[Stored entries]
= = = =

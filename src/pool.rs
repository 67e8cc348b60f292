use crate::wire::{InsertRequest, InsertValues, Point, POINTS_PER_MESSAGE};
use bytes::BytesMut;
use prost::Message;
use std::sync::Mutex;
use uuid::Uuid;

/// Reusable envelope builder. The caller owns it between `acquire` and
/// `release`, must set the echo tag, target and every point before encoding,
/// and must not touch it after release. Prior contents are not cleared.
pub struct EnvelopeBuilder {
    request: InsertRequest,
    scratch: BytesMut,
}

impl EnvelopeBuilder {
    fn with_capacity() -> Self {
        Self {
            request: InsertRequest {
                echo_tag: 0,
                insert: Some(InsertValues {
                    stream_uuid: vec![0u8; 16],
                    sync: false,
                    points: vec![Point::default(); POINTS_PER_MESSAGE],
                }),
            },
            scratch: BytesMut::with_capacity(4096),
        }
    }

    pub fn begin(&mut self, echo_tag: u64, target: &Uuid) {
        self.request.echo_tag = echo_tag;
        let insert = self.request.insert.get_or_insert_with(InsertValues::default);
        insert.stream_uuid.clear();
        insert.stream_uuid.extend_from_slice(target.as_bytes());
        insert.sync = false;
        insert.points.resize(POINTS_PER_MESSAGE, Point::default());
    }

    pub fn points_mut(&mut self) -> &mut [Point] {
        match self.request.insert.as_mut() {
            Some(insert) => &mut insert.points,
            None => &mut [],
        }
    }

    /// Encodes the length-delimited frame into the builder's scratch buffer.
    pub fn encode(&mut self) -> Result<&[u8], prost::EncodeError> {
        self.scratch.clear();
        self.request.encode_length_delimited(&mut self.scratch)?;
        Ok(&self.scratch)
    }
}

/// Free-list of envelope builders, amortizing allocation under fan-out: a
/// batch may need up to 13 x samples envelopes.
pub struct EnvelopePool {
    free: Mutex<Vec<EnvelopeBuilder>>,
}

impl EnvelopePool {
    pub fn new() -> Self {
        Self {
            free: Mutex::new(Vec::new()),
        }
    }

    pub fn acquire(&self) -> EnvelopeBuilder {
        let recycled = self.free.lock().ok().and_then(|mut free| free.pop());
        recycled.unwrap_or_else(EnvelopeBuilder::with_capacity)
    }

    pub fn release(&self, builder: EnvelopeBuilder) {
        if let Ok(mut free) = self.free.lock() {
            free.push(builder);
        }
    }
}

= = = =

▶ [WORK TO BE COMPLETED] Go through the entries above and copy every line containing "acquire".

▶ [SOLUTION FOR THIS PROBLEM]
/// Reusable envelope builder. The caller owns it between `acquire` and
    pub fn acquire(&self) -> EnvelopeBuilder {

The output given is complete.